Absennya Perhutani Dinilai Bentuk Pelecehan terhadap Pengadilan
Amir juga mengkritik keras ketidakhadiran pihak ADM Perhutani Banyuwangi Utara dalam persidangan. Meski telah dipanggil secara resmi, hingga sidang berlangsung, Perhutani disebut belum mengantongi surat tugas dari Kementerian Kehutanan untuk hadir dan memberikan keterangan.
“Ini bukan perkara kecil. Ketidakhadiran Perhutani adalah bentuk pelecehan terhadap proses hukum dan pengadilan. Bagaimana mungkin lembaga negara mengklaim tanah rakyat, tapi enggan mempertanggungjawabkannya secara terbuka di meja hijau?” ujarnya.
Menurutnya, absennya Perhutani justru memperkuat dugaan bahwa selama ini terjadi praktik penguasaan lahan tanpa kejelasan dasar hukum yang transparan dan berpihak pada keadilan sosial.

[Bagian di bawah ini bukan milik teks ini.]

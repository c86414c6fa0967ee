//! Express Checkout walkthrough: initiate, redirect, capture.
//!
//! # Running this demo
//!
//! ```bash
//! PAYPAL_USER=... PAYPAL_PASSWORD=... PAYPAL_SIGNATURE=... PAYPAL_SANDBOX=1 \
//!     cargo run --example express_checkout
//! ```

use paypal_nvp::{CheckoutRequest, Config, PaypalClient, PaypalError};
use rust_decimal::Decimal;

#[tokio::main]
async fn main() -> Result<(), Box<dyn std::error::Error>> {
    println!("PayPal NVP: Express Checkout demo\n");

    // Step 1: load configuration from the environment.
    println!("1. Loading configuration...");
    let config = Config::from_env();
    if !config.is_configured() {
        println!("   (no credentials in the environment; API calls will fail fast)");
    }
    let mut client = PaypalClient::new(config)?;

    // Step 2: initiate the checkout.
    println!("\n2. Calling SetExpressCheckout...");
    let request = CheckoutRequest::new(
        Decimal::new(1000, 2),
        "USD",
        "https://shop.example.com/return",
        "https://shop.example.com/cancel",
    );

    match client.set_express_checkout(&request).await {
        Ok(token) => {
            println!("   checkout token: {token}");

            // Step 3: the buyer approves on PayPal's hosted page.
            let url = client.redirect_url(None).expect("token was just cached");
            println!("\n3. Redirect the buyer to:\n   {url}");

            // Step 4: capture once PayPal redirects back with a PAYERID.
            println!("\n4. After approval, capture with:");
            println!("   client.do_express_checkout_payment(\"USD\", amount, Some(token.as_str()), Some(payer_id))");
        }
        Err(PaypalError::NotConfigured) => {
            eprintln!("   set PAYPAL_USER, PAYPAL_PASSWORD and PAYPAL_SIGNATURE to run this demo");
        }
        Err(PaypalError::Provider(failure)) => {
            eprintln!("   PayPal rejected the request: {failure}");
            if let Some(stored) = client.api_error() {
                eprintln!("   stored detail: {stored}");
            }
        }
        Err(e) => eprintln!("   failed: {e}"),
    }

    println!("\nDemo complete");
    Ok(())
}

Klaim Lahan Masih Terpampang, Bukti Arogansi Negara
Lebih jauh, Amir menyoroti masih banyaknya papan dan tulisan klaim pengelolaan Perhutani yang berdiri di atas lahan sengketa. Hal ini, menurutnya, menjadi bukti nyata bahwa Perhutani masih secara sepihak mengklaim tanah yang sedang disengketakan di pengadilan.
“Kalau memang merasa tidak punya, cabut semua tanda klaim itu. Tapi faktanya, papan Perhutani masih berdiri. Ini bukti arogansi dan pengabaian terhadap hak rakyat,” tegasnya.
Ia juga mendesak agar dibuka secara transparan data luasan lahan yang dikelola Perhutani Banyuwangi Utara, termasuk lahan kemitraan dengan masyarakat. Menurutnya, selama data ini tertutup, konflik agraria hanya akan terus berulang dan merugikan rakyat kecil.
Konflik Agraria Lama, Luka Sosial yang Tak Pernah Sembuh
Kasus ini, menurut Amir, bukan sekadar sengketa perdata, melainkan cerminan kegagalan negara menyelesaikan konflik agraria struktural. Warga yang selama puluhan tahun menjaga, mengolah, dan mempertahankan lahan justru diposisikan sebagai pihak yang harus membuktikan hak atas tanah warisan leluhur mereka sendiri.
“Ini tanah warisan nenek moyang kami, ada sebelum republik ini berdiri. Jangan rakyat terus dikorbankan atas nama administrasi dan klaim sepihak,” pungkasnya.
Sidang lanjutan ini diharapkan tidak hanya menjadi ajang formalitas hukum, tetapi benar-benar membuka tabir kepemilikan lahan yang sesungguhnya serta menjadi momentum keberpihakan hukum kepada masyarakat Banyuwangi yang selama ini terpinggirkan.
Redaksi menilai, tanpa keberanian negara untuk bersikap adil dan transparan, konflik agraria seperti ini akan terus menjadi bom waktu sosial di Banyuwangi dan daerah lainnya.